WHAT THE TASK REQUIRES.
Going down the data below, set down exactly the line with "pub struct WriteReceipt" and each line after it through the line with "an existing file"; no other lines.

Collected data.
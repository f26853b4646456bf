//! Filesystem mover port (driven/secondary port)
//!
//! Physical create/write/move/delete operations on the real filesystem.
//! Every mutating call hands back a receipt describing exactly what it
//! changed, so the caller can undo it when the metadata commit fails, or
//! finalize it once the commit succeeded.
//!
//! ## Design Notes
//!
//! - Errors are typed ([`MoverError`]) because the engine branches on them:
//!   an occupied destination becomes a naming conflict, a missing source
//!   becomes `NotFound`.
//! - Overwrites never destroy data before the commit: the occupying entry is
//!   renamed aside (`displaced`) and only discarded by `finalize_*`.

use std::path::{Path, PathBuf};

use chrono::{DateTime, Utc};
use thiserror::Error;

/// Errors raised by filesystem mover implementations
#[derive(Debug, Error)]
pub enum MoverError {
    /// Nothing exists at the move source
    #[error("Source not found: {}", .0.display())]
    SourceNotFound(PathBuf),

    /// Move destination exists and overwrite was not requested
    #[error("Destination already occupied: {}", .0.display())]
    DestinationOccupied(PathBuf),

    /// Create target exists
    #[error("Already exists: {}", .0.display())]
    AlreadyExists(PathBuf),

    /// Target (or its parent) does not exist
    #[error("Not found: {}", .0.display())]
    NotFound(PathBuf),

    /// Any other I/O failure
    #[error("I/O error at {}: {source}", path.display())]
    Io {
        path: PathBuf,
        #[source]
        source: std::io::Error,
    },
}

impl MoverError {
    /// Wrap an I/O error with the path it occurred on
    pub fn io(path: impl Into<PathBuf>, source: std::io::Error) -> Self {
        MoverError::Io {
            path: path.into(),
            source,
        }
    }

    /// The path the error refers to
    pub fn path(&self) -> &Path {
        match self {
            MoverError::SourceNotFound(p)
            | MoverError::DestinationOccupied(p)
            | MoverError::AlreadyExists(p)
            | MoverError::NotFound(p) => p,
            MoverError::Io { path, .. } => path,
        }
    }
}

/// Snapshot of a path on disk
#[derive(Debug, Clone, PartialEq, Eq)]
pub struct EntryState {
    pub exists: bool,
    pub is_dir: bool,
    /// File length in bytes (0 for directories)
    pub size: u64,
    pub created: Option<DateTime<Utc>>,
    pub modified: Option<DateTime<Utc>>,
}

impl EntryState {
    /// State of a path with nothing on it
    pub fn not_found() -> Self {
        Self {
            exists: false,
            is_dir: false,
            size: 0,
            created: None,
            modified: None,
        }
    }

    pub fn is_file(&self) -> bool {
        self.exists && !self.is_dir
    }

    pub fn is_directory(&self) -> bool {
        self.exists && self.is_dir
    }
}

/// Record of a completed move
#[derive(Debug, Clone, PartialEq, Eq)]
pub struct MoveReceipt {
    pub source: PathBuf,
    pub destination: PathBuf,
    /// Where an overwritten destination entry was set aside
    pub displaced: Option<PathBuf>,
    /// Missing ancestors of `destination` created for the move, outermost first
    pub created_dirs: Vec<PathBuf>,
}

/// Record of a completed file write
#[derive(Debug, Clone, PartialEq, Eq)]
pub struct WriteReceipt {
    pub path: PathBuf,
    /// Where the previous file was set aside on overwrite
    pub displaced: Option<PathBuf>,
}

/// Port trait for physical filesystem mutation
#[async_trait::async_trait]
pub trait IFileSystemMover: Send + Sync {
    /// Inspect a path; never fails for a missing path
    async fn stat(&self, path: &Path) -> Result<EntryState, MoverError>;

    /// Create a single directory.
    ///
    /// # Errors
    /// `AlreadyExists` when occupied, `NotFound` when the parent is missing
    async fn create_dir(&self, path: &Path) -> Result<(), MoverError>;

    /// Write a whole file.
    ///
    /// Without `overwrite` an existing file yields `AlreadyExists`; with it,
    /// the old file is displaced. The parent must exist (`NotFound`).
    async fn write_file(
        &self,
        path: &Path,
        data: &[u8],
        overwrite: bool,
    ) -> Result<WriteReceipt, MoverError>;

    /// Move a file or directory, creating missing parents of `destination`.
    ///
    /// # Errors
    /// `SourceNotFound` if nothing is at `source`; `DestinationOccupied` if
    /// `destination` exists and `overwrite` is false.
    async fn move_entry(
        &self,
        source: &Path,
        destination: &Path,
        overwrite: bool,
    ) -> Result<MoveReceipt, MoverError>;

    /// Remove a file or an empty directory, or with `recursive` a whole tree.
    ///
    /// # Errors
    /// `NotFound` if nothing exists at `path`
    async fn delete(&self, path: &Path, recursive: bool) -> Result<(), MoverError>;

    /// Total size of the files at or under `path`
    async fn dir_size(&self, path: &Path) -> Result<u64, MoverError>;

    /// Undo a move: put the entry back, restore the displaced entry and
    /// remove directories created for the move.
    async fn revert_move(&self, receipt: &MoveReceipt) -> Result<(), MoverError>;

    /// Undo a write: remove the new file and restore the displaced one.
    async fn revert_write(&self, receipt: &WriteReceipt) -> Result<(), MoverError>;

    /// Drop whatever a committed move or write set aside.
    async fn discard_displaced(&self, displaced: &Path) -> Result<(), MoverError>;
}
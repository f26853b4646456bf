//! Delete and purge commands
//!
//! `delete` moves entries into the recycle bin; `purge` removes a recycled
//! entry for good.

use anyhow::Result;
use clap::Args;
use fsmgr_core::domain::ItemId;
use tracing::info;

use super::Context;
use crate::output::item_json;

#[derive(Debug, Args)]
pub struct DeleteCommand {
    /// Paths to move to the recycle bin
    #[arg(required = true)]
    pub paths: Vec<String>,
}

impl DeleteCommand {
    pub async fn execute(&self, ctx: &Context) -> Result<()> {
        let formatter = ctx.formatter();
        let paths = self
            .paths
            .iter()
            .map(|p| ctx.path(p))
            .collect::<Result<Vec<_>>>()?;

        let (engine, actor) = ctx.open_engine().await?;
        info!(count = paths.len(), "Moving to recycle bin");
        let outcomes = engine.soft_delete_many(&actor, &paths).await;

        let failed = outcomes.iter().filter(|(_, r)| r.is_err()).count();
        if ctx.is_json() {
            let results: Vec<serde_json::Value> = outcomes
                .iter()
                .map(|(path, outcome)| match outcome {
                    Ok(item) => serde_json::json!({
                        "path": path,
                        "success": true,
                        "item": item_json(item),
                    }),
                    Err(e) => serde_json::json!({
                        "path": path,
                        "success": false,
                        "code": e.code(),
                        "error": e.to_string(),
                    }),
                })
                .collect();
            formatter.print_json(&serde_json::json!({
                "success": failed == 0,
                "results": results,
            }));
        } else {
            for (path, outcome) in &outcomes {
                match outcome {
                    Ok(item) => formatter.success(&format!(
                        "Deleted {} (id {})",
                        item.canonical_path(),
                        item.id()
                    )),
                    Err(e) => formatter.error(&format!("{}: {}", path, e)),
                }
            }
        }

        if failed > 0 {
            anyhow::bail!("{} of {} deletions failed", failed, outcomes.len());
        }
        Ok(())
    }
}

#[derive(Debug, Args)]
pub struct PurgeCommand {
    /// ID of the recycled item (see `fsmgr trash`)
    pub id: i64,
}

impl PurgeCommand {
    pub async fn execute(&self, ctx: &Context) -> Result<()> {
        let formatter = ctx.formatter();
        let (engine, actor) = ctx.open_engine().await?;
        info!(id = self.id, "Purging recycled item");
        let item = engine.permanent_delete(&actor, ItemId::new(self.id)).await?;

        if ctx.is_json() {
            formatter.print_json(&serde_json::json!({
                "success": true,
                "removed": item_json(&item),
            }));
        } else {
            formatter.success(&format!("Permanently removed {}", item.canonical_path()));
        }
        Ok(())
    }
}
//! fsmgr Cache - Metadata persistence
//!
//! SQLite-based storage for:
//! - Item metadata records (live and soft-deleted)
//! - Audit trail
//!
//! ## Architecture
//!
//! This crate implements the `IMetadataStore` port from `fsmgr-core` using
//! SQLite as the storage backend. It is a driven (secondary) adapter in the
//! hexagonal architecture.
//!
//! ## Key Components
//!
//! - [`DatabasePool`] - Connection pool with migration support
//! - [`SqliteMetadataStore`] - `IMetadataStore` implementation with atomic commits
//! - [`CacheError`] - Error types for cache operations
//!
//! ## Usage
//!
//! ```no_run
//! use std::path::Path;
//! use fsmgr_cache::{DatabasePool, SqliteMetadataStore};
//!
//! # async fn example() -> anyhow::Result<()> {
//! let pool = DatabasePool::new(Path::new("/var/lib/fsmgr/fsmgr.db")).await?;
//! let store = SqliteMetadataStore::new(pool.pool().clone());
//! // Use store as IMetadataStore...
//! # Ok(())
//! # }
//! ```

pub mod pool;
pub mod store;

pub use pool::DatabasePool;
pub use store::SqliteMetadataStore;

/// Errors that can occur during cache operations
#[derive(Debug, thiserror::Error)]
pub enum CacheError {
    /// Failed to establish a database connection
    #[error("Connection failed: {0}")]
    ConnectionFailed(String),

    /// A database query failed
    #[error("Query failed: {0}")]
    QueryFailed(String),

    /// Schema migration failed
    #[error("Migration failed: {0}")]
    MigrationFailed(String),

    /// A stored row could not be turned back into a domain value
    #[error("Serialization error: {0}")]
    SerializationError(String),

    /// A mutation targeted a record that does not exist
    #[error("Record not found: {0}")]
    RecordNotFound(String),
}

impl From<sqlx::Error> for CacheError {
    fn from(e: sqlx::Error) -> Self {
        CacheError::QueryFailed(e.to_string())
    }
}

OUTPUT OF THE TASK.
pub struct WriteReceipt {
    pub path: PathBuf,
    /// Where the previous file was set aside on overwrite
    pub displaced: Option<PathBuf>,
}

/// Port trait for physical filesystem mutation
#[async_trait::async_trait]
pub trait IFileSystemMover: Send + Sync {
    /// Inspect a path; never fails for a missing path
    async fn stat(&self, path: &Path) -> Result<EntryState, MoverError>;

    /// Create a single directory.
    ///
    /// # Errors
    /// `AlreadyExists` when occupied, `NotFound` when the parent is missing
    async fn create_dir(&self, path: &Path) -> Result<(), MoverError>;

    /// Write a whole file.
    ///
    /// Without `overwrite` an existing file yields `AlreadyExists`; with it,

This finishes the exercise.